In detail, SSM Health® SLU Hospital’s Ameren 5KV feeds run from an adjacent manhole up into two basement level electrical rooms, where five unit substations step the power down to 480V. Two additional substations, fed from two parallel 2000KW generators, supply emergency power. Four bus-duct risers distribute power up the patient tower. Each floor is outfitted with sets of satellite panels, providing the 120V normal and critical power, and a dedicated UPS panel in each tele/data room. Each of the hospital’s 17 operating rooms are supplied with two separate power panels, respectively for normal and critical power.
Distribution continues by way of risers feeding the first floor emergency department, exam and physician rooms, and on to and through a second level devoted primarily to the mechanical systems supplying all important sanitary and temperature controlled air and supported by networked building systems automation. Note that modeling branch distribution, as well as the data conduit supplying electrical and systems infrastructure, involved mapping and optimizing distribution across the hospital’s multiple levels, including two wings of a patient tower running from floors three to eight, capped by a penthouse housing additional mechanical systems. In addition, conduit had to be labeled to identify four forms of segregated power (serving life safety, critical, equipment and normal requirements) as well together with data cabling. Together, these supply some 35 plus imaging rooms mapped by floor and treatment/diagnostic requirements, that spanned the range of imaging technologies for MRI, radiology, PET and CT scanning, ultrasound and fluoroscopy, etc.
Bottom line, expanding on St.
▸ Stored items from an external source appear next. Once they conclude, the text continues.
//! Pipeline lifecycle events
//!
//! The orchestrator emits an [`Event`] at each lifecycle point (job started,
//! entity discovered, content saved, ...). Downstream consumers such as the
//! document sync stage subscribe through an [`EventBus`] passed to them
//! explicitly.

mod bus;

pub use bus::{EventBus, EventHandler, LoggingHandler};

use chrono::{DateTime, Utc};
use std::collections::BTreeMap;
use std::fmt;

/// Kinds of pipeline events
#[derive(Debug, Clone, Copy, PartialEq, Eq, Hash, PartialOrd, Ord)]
pub enum EventType {
    ScrapeStarted,
    ScrapeCompleted,
    ScrapeFailed,
    EntityDiscovered,
    EntityUpdated,
    EntityRemoved,
    ContentSaved,
    SyncRequired,
    SyncStarted,
    SyncCompleted,
    SyncFailed,
}

impl EventType {
    pub fn as_str(&self) -> &'static str {
        match self {
            Self::ScrapeStarted => "scrape_started",
            Self::ScrapeCompleted => "scrape_completed",
            Self::ScrapeFailed => "scrape_failed",
            Self::EntityDiscovered => "entity_discovered",
            Self::EntityUpdated => "entity_updated",
            Self::EntityRemoved => "entity_removed",
            Self::ContentSaved => "content_saved",
            Self::SyncRequired => "sync_required",
            Self::SyncStarted => "sync_started",
            Self::SyncCompleted => "sync_completed",
            Self::SyncFailed => "sync_failed",
        }
    }
}

impl fmt::Display for EventType {
    fn fmt(&self, f: &mut fmt::Formatter<'_>) -> fmt::Result {
        f.write_str(self.as_str())
    }
}

/// An event with a string payload
///
/// Payload keys used by the pipeline: `job_id`, `job_type`, `url`,
/// `reference`, `file_path`, `error`, and the count keys `discovered`,
/// `scraped`, `failed`.
#[derive(Debug, Clone, PartialEq, Eq)]
pub struct Event {
    pub event_type: EventType,
    pub payload: BTreeMap<String, String>,
    pub timestamp: DateTime<Utc>,
}

impl Event {
    pub fn new(event_type: EventType) -> Self {
        Self {
            event_type,
            payload: BTreeMap::new(),
            timestamp: Utc::now(),
        }
    }

    /// Adds a payload entry
    pub fn with(mut self, key: &str, value: impl ToString) -> Self {
        self.payload.insert(key.to_string(), value.to_string());
        self
    }

    pub fn get(&self, key: &str) -> Option<&str> {
        self.payload.get(key).map(String::as_str)
    }
}

impl fmt::Display for Event {
    fn fmt(&self, f: &mut fmt::Formatter<'_>) -> fmt::Result {
        write!(f, "Event({}, {:?})", self.event_type, self.payload)
    }
}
Louis University’s century-plus tradition as a center of academic medicine, with its new $550 million, 316-bed, 802,000-square-foot SSM Health® St. Louis University Hospital will deepen its reputation as an American College of Surgeons (ACS) certified Level 1 Trauma Center. More importantly, as it combines advanced academic medicine with leading-edge treatment and research focused on patient centered care, the new combined facility will fully integrate with the adjacent Saint Louis University School of Medicine along with the world-class pediatric center at nearby SSM Health Cardinal Glennon Children’s Hospital.